Incidentally, when will be ban people of all races from using the words "whassup" and "dude"?

Actually, that's easy to implement. It's called the "old uncool" strategy. Inasmuch as I'll celebrate my 45th birthday this month, I am qualified to speak on this strategy. Therefore, I will admit that I use the words "whassup" and "dude" with some frequency. This admission itself will cause millions of people under the age of twenty to drop the words like a bad case of acne.

My next project - the next time someone drives by with a radio set at 11 blasting rap, rock, or ranchera, I'll start my geeky dance. That'll shut'em up.

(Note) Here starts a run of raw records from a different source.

//! Sync orchestration.
//!
//! [`SyncDriver`] is the unit a scheduler or indexing host calls. A full
//! load and an incremental poll share one internal procedure; the only
//! difference is the sync window. Entity kinds run in a fixed order
//! (repository/code, then pull requests, then work items) so output
//! ordering is
//! deterministic for a given configuration, and each enabled kind
//! contributes a lazily built segment to the returned [`DocumentBatches`].
//!
//! Failure containment follows the error taxonomy: a segment that cannot
//! start or continue surfaces as a single `Err` item in the stream and the
//! remaining kinds still run; per-entity problems are logged, counted, and
//! skipped without disturbing the current batch.

use std::collections::{HashSet, VecDeque};
use std::sync::Arc;

use chrono::{DateTime, Timelike, Utc};
use tracing::{info, warn};

use crate::batch::batched;
use crate::config::Config;
use crate::error::SyncError;
use crate::models::{Document, SyncWindow};
use crate::normalize::{
    code_document, pull_request_document, repository_document, work_item_document,
};
use crate::remote::{
    authenticated_clone_url, AzdoClient, Credentials, RemoteSource, WORK_ITEM_FETCH_CAP,
};
use crate::workcopy::{FileAllowList, Workcopy};

type BatchResult = Result<Vec<Document>, SyncError>;
type SegmentIter = Box<dyn Iterator<Item = BatchResult>>;
type SegmentFn = Box<dyn FnOnce() -> SegmentIter>;

pub struct SyncDriver {
    config: Arc<Config>,
    allow: Arc<FileAllowList>,
    source: Option<Arc<dyn RemoteSource>>,
    access_token: Option<String>,
}

impl SyncDriver {
    /// Build a driver from validated configuration. Credentials are
    /// supplied separately via [`load_credentials`](Self::load_credentials).
    pub fn new(config: Config) -> anyhow::Result<Self> {
        let allow = FileAllowList::new(
            &config.code.extensions,
            &config.code.allow_filenames,
            &config.code.exclude_globs,
        )?;
        Ok(Self {
            config: Arc::new(config),
            allow: Arc::new(allow),
            source: None,
            access_token: None,
        })
    }

    /// Establish platform credentials. Must happen before `load_full` or
    /// `poll`; both fail with [`SyncError::MissingCredential`] otherwise.
    pub fn load_credentials(&mut self, credentials: Credentials) -> Result<(), SyncError> {
        let client = AzdoClient::new(credentials.clone())?;
        self.access_token = Some(credentials.access_token);
        self.source = Some(Arc::new(client));
        Ok(())
    }

    /// Substitute a remote source directly (tests, alternative hosts).
    pub fn with_source(mut self, source: Arc<dyn RemoteSource>) -> Self {
        self.source = Some(source);
        self
    }

    /// Full load: every enabled entity kind takes its first-sync path.
    pub fn load_full(&self) -> Result<DocumentBatches, SyncError> {
        self.run(None)
    }

    /// Incremental poll over `(start, end)` epoch seconds. A non-positive
    /// start means no prior cursor exists and the run degrades to a full
    /// load.
    pub fn poll(
        &self,
        start_epoch_seconds: i64,
        end_epoch_seconds: i64,
    ) -> Result<DocumentBatches, SyncError> {
        self.run(SyncWindow::from_epoch_seconds(
            start_epoch_seconds,
            end_epoch_seconds,
        ))
    }

    fn run(&self, window: Option<SyncWindow>) -> Result<DocumentBatches, SyncError> {
        // Fail before any network or process call, not deep inside a fetch.
        let source = self.source.clone().ok_or(SyncError::MissingCredential)?;

        let now = Utc::now();
        let ingested_at = now.with_nanosecond(0).unwrap_or(now);

        let mut segments: VecDeque<SegmentFn> = VecDeque::new();
        let sync = &self.config.sync;

        if sync.include_code {
            let config = self.config.clone();
            let allow = self.allow.clone();
            let source = source.clone();
            let token = self.access_token.clone();
            segments.push_back(Box::new(move || {
                code_segment(config, allow, source, token, window, ingested_at)
            }));
        }
        if sync.include_pull_requests {
            let config = self.config.clone();
            let source = source.clone();
            segments.push_back(Box::new(move || {
                pull_request_segment(config, source, window)
            }));
        }
        if sync.include_work_items {
            let config = self.config.clone();
            let source = source.clone();
            segments.push_back(Box::new(move || work_item_segment(config, source, window)));
        }

        Ok(DocumentBatches {
            segments,
            current: None,
        })
    }
}

/// Lazy stream of document batches.
///
/// Each pull drives the pipeline just far enough to fill one batch, so
/// memory stays bounded. Batches already handed out are never revoked;
/// dropping the iterator cancels everything not yet pulled. A segment
/// failure appears as one `Err` item, after which iteration moves on to the
/// next entity kind.
pub struct DocumentBatches {
    segments: VecDeque<SegmentFn>,
    current: Option<SegmentIter>,
}

impl Iterator for DocumentBatches {
    type Item = BatchResult;

    fn next(&mut self) -> Option<Self::Item> {
        loop {
            if let Some(iter) = self.current.as_mut() {
                if let Some(item) = iter.next() {
                    return Some(item);
                }
                self.current = None;
            }
            let factory = self.segments.pop_front()?;
            self.current = Some(factory());
        }
    }
}

fn failed_segment(err: SyncError) -> SegmentIter {
    Box::new(std::iter::once(Err(err)))
}

// ---- repository/code segment ----

fn code_segment(
    config: Arc<Config>,
    allow: Arc<FileAllowList>,
    source: Arc<dyn RemoteSource>,
    access_token: Option<String>,
    window: Option<SyncWindow>,
    ingested_at: DateTime<Utc>,
) -> SegmentIter {
    match code_segment_inner(config, allow, source, access_token, window, ingested_at) {
        Ok(iter) => iter,
        Err(err) => failed_segment(err),
    }
}

fn code_segment_inner(
    config: Arc<Config>,
    allow: Arc<FileAllowList>,
    source: Arc<dyn RemoteSource>,
    access_token: Option<String>,
    window: Option<SyncWindow>,
    ingested_at: DateTime<Utc>,
) -> Result<SegmentIter, SyncError> {
    let repo = source.repository(&config.project.name, &config.project.repository)?;

    let workcopy = Workcopy::new(
        &config.code.workcopy_root,
        &config.project.repository,
        &config.project.branch,
    );
    let clone_url = authenticated_clone_url(&repo.remote_url, access_token.as_deref());
    let fresh = workcopy.ensure(&clone_url)?;

    let all_files = workcopy.tracked_files(&allow);
    info!(
        kind = "code",
        dir = %workcopy.dir().display(),
        files = all_files.len(),
        fresh,
        "working copy ready"
    );

    // The README is resolved against the full listing so an incremental
    // poll that didn't touch it keeps the repository document intact.
    let readme = all_files
        .iter()
        .find(|f| f.to_lowercase().ends_with("readme.md"))
        .cloned();

    let mut files = all_files;
    // A fresh clone has no baseline to diff against; only an established
    // checkout narrows to the window.
    if !fresh {
        if let Some(window) = window {
            let changed = workcopy.changed_files(window)?;
            files.retain(|f| changed.contains(f));
            info!(kind = "code", changed = files.len(), "window applied");
        }
    }

    let head = if config.sync.include_repository {
        let readme_text = readme.and_then(|path| match workcopy.read_file(&path) {
            Ok(text) => Some(text),
            Err(err) => {
                warn!(error = %err, "skipping unreadable README");
                None
            }
        });
        vec![repository_document(&repo, readme_text.as_deref(), ingested_at)]
    } else {
        Vec::new()
    };

    let batch_size = config.sync.batch_size;
    let mut skipped = 0usize;
    let file_documents = files.into_iter().filter_map(move |relative| {
        match workcopy.read_file(&relative) {
            Ok(content) => Some(code_document(&repo, &relative, &content, ingested_at)),
            Err(err) => {
                skipped += 1;
                warn!(path = %relative, skipped, error = %err, "skipping unreadable file");
                None
            }
        }
    });

    Ok(Box::new(
        batched(head.into_iter().chain(file_documents), batch_size).map(Ok),
    ))
}

// ---- pull request segment ----

fn pull_request_segment(
    config: Arc<Config>,
    source: Arc<dyn RemoteSource>,
    window: Option<SyncWindow>,
) -> SegmentIter {
    match pull_request_segment_inner(config, source, window) {
        Ok(iter) => iter,
        Err(err) => failed_segment(err),
    }
}

fn pull_request_segment_inner(
    config: Arc<Config>,
    source: Arc<dyn RemoteSource>,
    window: Option<SyncWindow>,
) -> Result<SegmentIter, SyncError> {
    let repo = source.repository(&config.project.name, &config.project.repository)?;
    let pull_requests = source.pull_requests(
        &config.project.name,
        &repo.id,
        &config.sync.state_filter,
        window,
    )?;
    info!(
        kind = "pull_requests",
        fetched = pull_requests.len(),
        "pull request listing complete"
    );

    let mut skipped = 0usize;
    let documents = pull_requests.into_iter().filter_map(move |pr| {
        match pull_request_document(&pr, &repo) {
            Ok(doc) => Some(doc),
            Err(err) => {
                skipped += 1;
                warn!(
                    pull_request = pr.pull_request_id,
                    skipped,
                    error = %err,
                    "skipping pull request"
                );
                None
            }
        }
    });

    Ok(Box::new(batched(documents, config.sync.batch_size).map(Ok)))
}

// ---- work item segment ----

fn work_item_segment(
    config: Arc<Config>,
    source: Arc<dyn RemoteSource>,
    window: Option<SyncWindow>,
) -> SegmentIter {
    match work_item_segment_inner(config, source, window) {
        Ok(iter) => iter,
        Err(err) => failed_segment(err),
    }
}

fn work_item_segment_inner(
    config: Arc<Config>,
    source: Arc<dyn RemoteSource>,
    window: Option<SyncWindow>,
) -> Result<SegmentIter, SyncError> {
    let query = build_work_item_query(
        &config.project.name,
        &config.sync.state_filter,
        window,
        config.sync.window_days,
    );
    let mut ids = source.work_item_ids(&config.project.name, &query)?;

    // A work item matched by several query clauses must still be emitted
    // once.
    let mut seen = HashSet::new();
    ids.retain(|id| seen.insert(*id));
    info!(kind = "work_items", matched = ids.len(), "work item query complete");

    let chunks: Vec<Vec<i64>> = ids.chunks(WORK_ITEM_FETCH_CAP).map(<[i64]>::to_vec).collect();
    let organization_url = source.organization_url().to_string();

    let mut skipped = 0usize;
    let documents = chunks
        .into_iter()
        .flat_map(move |chunk| match source.work_items(&chunk) {
            Ok(items) => items,
            Err(err) => {
                warn!(count = chunk.len(), error = %err, "work item fetch failed, chunk skipped");
                Vec::new()
            }
        })
        .filter_map(move |item| match work_item_document(&item, &organization_url) {
            Ok(doc) => Some(doc),
            Err(err) => {
                skipped += 1;
                warn!(work_item = item.id, skipped, error = %err, "skipping work item");
                None
            }
        });

    Ok(Box::new(batched(documents, config.sync.batch_size).map(Ok)))
}

/// Build the WIQL query for changed work items.
///
/// `[System.ChangedDate]` comparisons operate at whole-day granularity, so
/// the window cannot be passed through in seconds. A full load uses
/// `@today - N` day arithmetic; a poll converts both epoch bounds to the
/// date literals of the days containing them, which widens the window to
/// day boundaries rather than silently narrowing it.
fn build_work_item_query(
    project: &str,
    state_filter: &str,
    window: Option<SyncWindow>,
    window_days: i64,
) -> String {
    let state_predicate = if state_filter.is_empty() || state_filter == "all" {
        "<> ''".to_string()
    } else {
        format!("= '{}'", state_filter.replace('\'', "''"))
    };

    let changed_predicate = match window {
        Some(window) => format!(
            "[System.ChangedDate] >= '{}' AND [System.ChangedDate] <= '{}'",
            window.start.format("%Y-%m-%d"),
            window.end.format("%Y-%m-%d"),
        ),
        None => format!("[System.ChangedDate] > @today - {window_days}"),
    };

    format!(
        "SELECT [System.Id] FROM WorkItems \
         WHERE [System.TeamProject] = '{}' AND {} AND [System.State] {} \
         ORDER BY [System.CreatedDate] Desc",
        project.replace('\'', "''"),
        changed_predicate,
        state_predicate,
    )
}

#[cfg(test)]
mod tests {
    use super::*;
    use chrono::NaiveDateTime;

    fn window(start: &str, end: &str) -> SyncWindow {
        let parse = |value: &str| {
            NaiveDateTime::parse_from_str(value, "%Y-%m-%dT%H:%M:%SZ")
                .unwrap()
                .and_utc()
        };
        SyncWindow {
            start: parse(start),
            end: parse(end),
        }
    }

    #[test]
    fn test_full_load_query_uses_day_arithmetic() {
        let query = build_work_item_query("codat", "all", None, 180);
        assert!(query.contains("[System.ChangedDate] > @today - 180"));
        assert!(query.contains("[System.State] <> ''"));
        assert!(query.contains("[System.TeamProject] = 'codat'"));
    }

    #[test]
    fn test_poll_query_uses_date_literals() {
        let query = build_work_item_query(
            "codat",
            "all",
            Some(window("2024-01-02T10:30:00Z", "2024-01-05T23:59:59Z")),
            180,
        );
        assert!(query.contains("[System.ChangedDate] >= '2024-01-02'"));
        assert!(query.contains("[System.ChangedDate] <= '2024-01-05'"));
        assert!(!query.contains("@today"));
    }

    #[test]
    fn test_state_filter_is_applied_and_escaped() {
        let query = build_work_item_query("codat", "Done", None, 30);
        assert!(query.contains("[System.State] = 'Done'"));

        let quoted = build_work_item_query("o'brien", "it's", None, 30);
        assert!(quoted.contains("[System.TeamProject] = 'o''brien'"));
        assert!(quoted.contains("[System.State] = 'it''s'"));
    }
}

From the Ontario Empoblog (Latest OVVA news here)

Comments:
I’m not sure what you disagreed with me on. I never said the word should be banned. I said Richards’ outburst was vile and that he effectively committed employment suicide. There is a way in which the word can be part of a comedy routine, but it’s not what Richards did. It was a personal attack. I think Paul Rodriguez hit the nail on the head. It’s only culturally permissible when an African American says it. The same as only Jeff Foxworthy can get away with his redneck jokes because he is one.
 
I disagree with you on Rodriguez - as far as I'm concerned, what's good for the goose is good for the gander. Some argue that black rappers' use of the words "nigga" and "ho" is vile.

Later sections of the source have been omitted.